Thursday, December 22, 2011

Of course AFP would blame North Korea's problems on everything but communism

Is this really so unbelievable, when mainstream news apologizes for every collectivist and tyrant?
N. Korea's new leader faces ruinous inheritance

Ready or not, North Korea's youthful new leader will inherit an economy in ruins, a malnourished population -- and a political system that effectively rules out life-saving reform.

Kim Jong-Un, the 20-something "great successor" to his late father Kim Jong-Il, had no known military or administrative experience until singled out as heir apparent around three years ago.

"This is hardly a country that can be ruled by a novice leader," said Wednesday's Korea Herald in Seoul.

Describing the North's "wretchedness", it cited food and energy shortages, meagre foreign investment, corruption, repression, military privileges and "a false sense of pride" in being a nuclear power.

The communist North in the 1960s grew faster than capitalist rival South Korea. But the loss of crucial aid as the Soviet Union disintegrated accelerated a downward spiral in the 1990s.
Of course, the news will not mention the collectivism that has forced an entire nation into poverty. It won't mention that Kim Jong Il spent countless millions on Bentleys and bottles of Louis XIII, then squandered billions on a military while millions of people have starved to death.

Of course the news won't mention the tyrant who bankrupted his nation while threatening his nation's biggest aid donors. The news will blame Mother Nature and capitalism:
Famine which began in the mid-1990s killed hundreds of thousands and severe food shortages persist.

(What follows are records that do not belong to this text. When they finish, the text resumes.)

//! Group comparison tests: Levene, two-sample t and one-way ANOVA with
//! Tukey HSD post-hoc comparisons.
//!
//! The ANOVA table and Welch's t-test come from `u_analytics::testing`.
//! The Brown–Forsythe statistic, the pooled t-test and Tukey HSD are
//! computed here.
//!
//! Groups are formed from a value column and a grouping column of any
//! type; rows missing either cell are skipped. Group labels are the
//! display form of the grouping cell (`"A"`, `"3"`, `"2024-03-01 08:00:00"`).
//!
//! ```
//! use sigma_insight::config::AnalysisConfig;
//! use sigma_insight::dataframe::{Column, DataFrame};
//! use sigma_insight::hypothesis::group_comparison_test;
//!
//! let df = DataFrame::new()
//!     .with_column("y", Column::from_values(vec![4.0, 5.0, 6.0, 6.0, 7.0, 8.0, 9.0, 10.0, 11.0]))
//!     .unwrap()
//!     .with_column("line", Column::from_labels(&[
//!         Some("A"), Some("A"), Some("A"),
//!         Some("B"), Some("B"), Some("B"),
//!         Some("C"), Some("C"), Some("C"),
//!     ]))
//!     .unwrap();
//!
//! let anova = group_comparison_test(&df, "y", "line", &AnalysisConfig::default()).unwrap();
//! assert!((anova.f_statistic - 19.0).abs() < 1e-9);
//! assert!(anova.significant);
//! assert_eq!(anova.post_hoc.unwrap().comparisons.len(), 3);
//! ```

use serde::Serialize;
use tracing::{debug, warn};
use u_analytics::testing::{one_way_anova, two_sample_t_test};

use crate::config::AnalysisConfig;
use crate::dataframe::{DataFrame, GroupKey};
use crate::error::AnalysisError;
use crate::outcome::Interpretation;
use crate::special::{f_survival, studentized_range_cdf, studentized_range_quantile, t_two_sided_p};

/// Minimum observations per group for the t-test and ANOVA.
pub const MIN_GROUP_SIZE: usize = 3;

// ── Shared helpers ────────────────────────────────────────────────────

/// Size, mean and spread of one group.
#[derive(Debug, Clone, PartialEq, Serialize)]
pub struct GroupSummary {
    pub label: String,
    pub n: usize,
    pub mean: f64,
    /// Sample standard deviation; `None` for a single observation.
    pub std_dev: Option<f64>,
}

struct Group {
    label: String,
    values: Vec<f64>,
}

impl Group {
    fn from_key((key, values): (GroupKey, Vec<f64>)) -> Self {
        Self {
            label: key.to_string(),
            values,
        }
    }

    fn n(&self) -> usize {
        self.values.len()
    }

    fn mean(&self) -> f64 {
        self.values.iter().sum::<f64>() / self.n() as f64
    }

    /// Sample variance (n − 1); zero for a single value.
    fn variance(&self) -> f64 {
        if self.n() < 2 {
            return 0.0;
        }
        let m = self.mean();
        self.values.iter().map(|v| (v - m).powi(2)).sum::<f64>() / (self.n() - 1) as f64
    }

    fn summary(&self) -> GroupSummary {
        GroupSummary {
            label: self.label.clone(),
            n: self.n(),
            mean: self.mean(),
            std_dev: u_numflow::stats::std_dev(&self.values),
        }
    }
}

fn collect_groups(
    df: &DataFrame,
    value_col: &str,
    group_col: &str,
) -> Result<Vec<Group>, AnalysisError> {
    Ok(df
        .grouped_values(value_col, group_col)?
        .into_iter()
        .map(Group::from_key)
        .collect())
}

/// Whether any row of `group_col` carries `label`, present value or not.
fn label_in_column(df: &DataFrame, group_col: &str, label: &str) -> bool {
    df.column_by_name(group_col).is_some_and(|col| {
        (0..df.row_count()).any(|row| col.key_at(row).is_some_and(|k| k.to_string() == label))
    })
}

fn verdict(condition: bool, yes: Interpretation, no: Interpretation) -> Interpretation {
    if condition {
        yes
    } else {
        no
    }
}

// ── Levene ────────────────────────────────────────────────────────────

/// Levene's test for equal variances (median-centred, Brown–Forsythe).
#[derive(Debug, Clone, PartialEq, Serialize)]
pub struct LeveneTest {
    pub groups: Vec<GroupSummary>,
    pub statistic: f64,
    pub p_value: f64,
    pub df_between: usize,
    pub df_within: usize,
    /// `p_value > α`.
    pub equal_variances: bool,
    pub interpretation: Interpretation,
}

/// Brown–Forsythe W statistic and p-value, or `None` when every absolute
/// deviation from the group medians is identical.
fn levene_statistic(groups: &[&[f64]]) -> Option<(f64, f64)> {
    let k = groups.len();
    let total: usize = groups.iter().map(|g| g.len()).sum();

    let deviations: Vec<Vec<f64>> = groups
        .iter()
        .map(|g| {
            let median = u_numflow::stats::median(g).unwrap_or(0.0);
            g.iter().map(|v| (v - median).abs()).collect()
        })
        .collect();
    let group_means: Vec<f64> = deviations
        .iter()
        .map(|z| z.iter().sum::<f64>() / z.len() as f64)
        .collect();
    let grand = deviations.iter().flatten().sum::<f64>() / total as f64;

    let between: f64 = deviations
        .iter()
        .zip(&group_means)
        .map(|(z, m)| z.len() as f64 * (m - grand).powi(2))
        .sum();
    let within: f64 = deviations
        .iter()
        .zip(&group_means)
        .map(|(z, m)| z.iter().map(|v| (v - m).powi(2)).sum::<f64>())
        .sum();

    let (df1, df2) = ((k - 1) as f64, (total - k) as f64);
    if within == 0.0 {
        return if between == 0.0 {
            None
        } else {
            Some((f64::INFINITY, 0.0))
        };
    }
    let w = (df2 / df1) * between / within;
    Some((w, f_survival(w, df1, df2)))
}

/// Tests whether `value_col` has equal variance across the groups of `group_col`.
///
/// # Errors
///
/// - [`AnalysisError::InsufficientData`] with fewer than two non-empty
///   groups, or when every group holds a single value.
/// - [`AnalysisError::DegenerateInput`] when all absolute deviations from
///   the group medians are equal.
/// - Column selection errors from the [`DataFrame`].
pub fn homogeneity_test(
    df: &DataFrame,
    value_col: &str,
    group_col: &str,
    config: &AnalysisConfig,
) -> Result<LeveneTest, AnalysisError> {
    let groups = collect_groups(df, value_col, group_col)?;
    if groups.len() < 2 {
        return Err(AnalysisError::InsufficientData {
            min_required: 2,
            actual: groups.len(),
        });
    }
    let total: usize = groups.iter().map(Group::n).sum();
    if total <= groups.len() {
        return Err(AnalysisError::InsufficientData {
            min_required: groups.len() + 1,
            actual: total,
        });
    }
    debug!(groups = groups.len(), n = total, "Levene test");

    let slices: Vec<&[f64]> = groups.iter().map(|g| g.values.as_slice()).collect();
    let (statistic, p_value) = levene_statistic(&slices)
        .ok_or_else(|| AnalysisError::degenerate("identical spread in every group"))?;

    let equal_variances = p_value > config.significance_level;
    Ok(LeveneTest {
        groups: groups.iter().map(Group::summary).collect(),
        statistic,
        p_value,
        df_between: groups.len() - 1,
        df_within: total - groups.len(),
        equal_variances,
        interpretation: verdict(
            equal_variances,
            Interpretation::EqualVariances,
            Interpretation::UnequalVariances,
        ),
    })
}

// ── Two-sample t-test ─────────────────────────────────────────────────

/// Independent two-sample t-test with a Levene-driven variance assumption.
#[derive(Debug, Clone, PartialEq, Serialize)]
pub struct TwoSampleTest {
    pub group_a: GroupSummary,
    pub group_b: GroupSummary,
    /// mean_a − mean_b.
    pub mean_diff: f64,
    pub t_statistic: f64,
    /// Degrees of freedom; fractional under the Welch correction.
    pub df: f64,
    pub p_value: f64,
    /// (mean_a − mean_b) / √((var_a + var_b) / 2).
    pub cohens_d: f64,
    /// Levene p-value, `None` when Levene's statistic is undefined.
    pub levene_p_value: Option<f64>,
    /// Pooled (`true`) or Welch (`false`) variance.
    pub equal_var: bool,
    pub significant: bool,
    pub interpretation: Interpretation,
}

UN aid chief Valerie Amos has urged the world to reduce "terrible" levels of malnutrition. Amos, who visited North Korea in October, said six million people urgently need food aid.
It's the West's fault for not just handing over money, right? How could we possibly blame the bellicose butt-crumb bastard who promised to abandon nuclear weapons (not technology but weapons) in exchange for fuel and food, then revealed his lie as a way of extorting more (surprising no one with two or more functioning neurons)?
UN agencies say they have monitoring in place to ensure food reaches the neediest and not the army. But donations to UN programmes have dwindled because of irritation at Pyongyang's missile and nuclear ambitions.
Irritation! Of course the lies and deception, the decades-long attacks on South Korea, have nothing to do with it.
Private markets sprang up in the North after the state food distribution system largely collapsed during the famine years.
And there is no famine now -- so why is North Korea still in such dire need of food? It couldn't be from communism that has killed 100 million people in the last century, could it?
Kim Jong-Il experimented with limited market reforms in 2002 but rolled them back in 2005, apparently for fear of losing control over the economy.
I should not have to explain this.
But several analysts say full-scale economic liberalisation would threaten the very raison d'etre of a regime which theoretically provides its people's needs from cradle to grave.
Indeed, a wonderful system that where most North Koreans are born into, live in, and die in almost unimaginable poverty.
US academic and researcher Stephan Haggard says he has found that North Koreans involved in the market have more negative perceptions of the regime than their peers.
And will this Haggard conduct another study where he discovers that water is wet?
Biswas described the North's economy as a "basket case" amid a sea of rising East Asian prosperity.

"The pursuit of Stalinist economic policies has inflicted devastating suffering on the North Korean population," he wrote.

Biswas said the likeliest future policy was maintaining the status quo, meaning little chance of significant economic progress.

Should the country move gradually towards economic liberalisation and detente, "significant improvements" in living standards could be achieved by 2020.
Finally, some truth.

God in heaven, is "Simon Martin" Jimmy Carter's pen name?